- [Stored items]

+ + +

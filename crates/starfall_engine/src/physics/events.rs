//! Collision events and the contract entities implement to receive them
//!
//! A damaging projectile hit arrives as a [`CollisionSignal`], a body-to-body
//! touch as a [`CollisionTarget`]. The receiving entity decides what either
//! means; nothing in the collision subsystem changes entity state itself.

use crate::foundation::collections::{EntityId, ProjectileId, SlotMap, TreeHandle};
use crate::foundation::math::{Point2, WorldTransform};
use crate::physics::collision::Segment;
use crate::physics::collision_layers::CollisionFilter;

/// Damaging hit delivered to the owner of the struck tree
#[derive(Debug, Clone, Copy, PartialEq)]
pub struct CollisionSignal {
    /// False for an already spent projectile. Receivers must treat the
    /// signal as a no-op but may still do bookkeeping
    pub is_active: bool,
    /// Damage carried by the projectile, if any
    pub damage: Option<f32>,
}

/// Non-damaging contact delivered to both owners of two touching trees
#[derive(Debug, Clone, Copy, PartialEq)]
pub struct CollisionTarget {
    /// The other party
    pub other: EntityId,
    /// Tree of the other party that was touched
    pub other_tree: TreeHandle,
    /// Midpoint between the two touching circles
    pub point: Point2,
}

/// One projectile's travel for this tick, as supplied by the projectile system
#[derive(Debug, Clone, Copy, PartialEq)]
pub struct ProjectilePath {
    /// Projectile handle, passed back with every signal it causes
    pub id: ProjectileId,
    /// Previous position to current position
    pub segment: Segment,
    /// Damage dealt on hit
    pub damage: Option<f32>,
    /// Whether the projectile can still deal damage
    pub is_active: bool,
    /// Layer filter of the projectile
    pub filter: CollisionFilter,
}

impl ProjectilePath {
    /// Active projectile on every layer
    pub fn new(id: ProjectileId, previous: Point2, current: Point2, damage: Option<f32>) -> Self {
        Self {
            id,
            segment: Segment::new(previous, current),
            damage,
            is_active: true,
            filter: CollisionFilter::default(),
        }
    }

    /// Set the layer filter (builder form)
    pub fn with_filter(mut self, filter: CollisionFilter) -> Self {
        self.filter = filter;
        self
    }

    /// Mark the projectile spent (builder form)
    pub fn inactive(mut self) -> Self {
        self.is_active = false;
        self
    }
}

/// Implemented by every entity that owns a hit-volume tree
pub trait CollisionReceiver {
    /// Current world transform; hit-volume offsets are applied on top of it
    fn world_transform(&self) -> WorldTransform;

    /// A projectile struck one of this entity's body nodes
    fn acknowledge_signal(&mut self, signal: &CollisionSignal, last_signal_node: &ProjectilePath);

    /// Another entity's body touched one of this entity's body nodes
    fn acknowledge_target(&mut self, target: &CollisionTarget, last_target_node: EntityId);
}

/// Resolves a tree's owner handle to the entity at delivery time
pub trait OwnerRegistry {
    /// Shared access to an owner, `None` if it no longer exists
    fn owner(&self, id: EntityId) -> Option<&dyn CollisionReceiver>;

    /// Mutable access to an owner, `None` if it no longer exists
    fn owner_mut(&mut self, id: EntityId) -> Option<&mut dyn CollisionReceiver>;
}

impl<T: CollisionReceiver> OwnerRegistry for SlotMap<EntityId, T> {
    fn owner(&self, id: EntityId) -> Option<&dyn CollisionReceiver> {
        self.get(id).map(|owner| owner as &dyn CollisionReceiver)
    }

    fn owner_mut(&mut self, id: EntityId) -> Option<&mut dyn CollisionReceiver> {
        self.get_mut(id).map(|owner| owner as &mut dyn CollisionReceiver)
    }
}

+ + +

- [Task prompt] Retype the entries one by one, exactly.

- [Final answer]
filename crates/starfall_engine/src/physics/events.rs
//! Collision events and the contract entities implement to receive them
//!
//! A damaging projectile hit arrives as a [`CollisionSignal`], a body-to-body
//! touch as a [`CollisionTarget`]. The receiving entity decides what either
//! means; nothing in the collision subsystem changes entity state itself.

use crate::foundation::collections::{EntityId, ProjectileId, SlotMap, TreeHandle};
use crate::foundation::math::{Point2, WorldTransform};
use crate::physics::collision::Segment;
use crate::physics::collision_layers::CollisionFilter;

/// Damaging hit delivered to the owner of the struck tree
#[derive(Debug, Clone, Copy, PartialEq)]
pub struct CollisionSignal {
    /// False for an already spent projectile. Receivers must treat the
    /// signal as a no-op but may still do bookkeeping
    pub is_active: bool,
    /// Damage carried by the projectile, if any
    pub damage: Option<f32>,
}

/// Non-damaging contact delivered to both owners of two touching trees
#[derive(Debug, Clone, Copy, PartialEq)]
pub struct CollisionTarget {
    /// The other party
    pub other: EntityId,
    /// Tree of the other party that was touched
    pub other_tree: TreeHandle,
    /// Midpoint between the two touching circles
    pub point: Point2,
}

/// One projectile's travel for this tick, as supplied by the projectile system
#[derive(Debug, Clone, Copy, PartialEq)]
pub struct ProjectilePath {
    /// Projectile handle, passed back with every signal it causes
    pub id: ProjectileId,
    /// Previous position to current position
    pub segment: Segment,
    /// Damage dealt on hit
    pub damage: Option<f32>,
    /// Whether the projectile can still deal damage
    pub is_active: bool,
    /// Layer filter of the projectile
    pub filter: CollisionFilter,
}

impl ProjectilePath {
    /// Active projectile on every layer
    pub fn new(id: ProjectileId, previous: Point2, current: Point2, damage: Option<f32>) -> Self {
        Self {
            id,
            segment: Segment::new(previous, current),
            damage,
            is_active: true,
            filter: CollisionFilter::default(),
        }
    }

    /// Set the layer filter (builder form)
    pub fn with_filter(mut self, filter: CollisionFilter) -> Self {
        self.filter = filter;
        self
    }

    /// Mark the projectile spent (builder form)
    pub fn inactive(mut self) -> Self {
        self.is_active = false;
        self
    }
}

/// Implemented by every entity that owns a hit-volume tree
pub trait CollisionReceiver {
    /// Current world transform; hit-volume offsets are applied on top of it
    fn world_transform(&self) -> WorldTransform;

    /// A projectile struck one of this entity's body nodes
    fn acknowledge_signal(&mut self, signal: &CollisionSignal, last_signal_node: &ProjectilePath);

    /// Another entity's body touched one of this entity's body nodes
    fn acknowledge_target(&mut self, target: &CollisionTarget, last_target_node: EntityId);
}

/// Resolves a tree's owner handle to the entity at delivery time
pub trait OwnerRegistry {
    /// Shared access to an owner, `None` if it no longer exists
    fn owner(&self, id: EntityId) -> Option<&dyn CollisionReceiver>;

    /// Mutable access to an owner, `None` if it no longer exists
    fn owner_mut(&mut self, id: EntityId) -> Option<&mut dyn CollisionReceiver>;
}

impl<T: CollisionReceiver> OwnerRegistry for SlotMap<EntityId, T> {
    fn owner(&self, id: EntityId) -> Option<&dyn CollisionReceiver> {
        self.get(id).map(|owner| owner as &dyn CollisionReceiver)
    }

    fn owner_mut(&mut self, id: EntityId) -> Option<&mut dyn CollisionReceiver> {
        self.get_mut(id).map(|owner| owner as &mut dyn CollisionReceiver)
    }
}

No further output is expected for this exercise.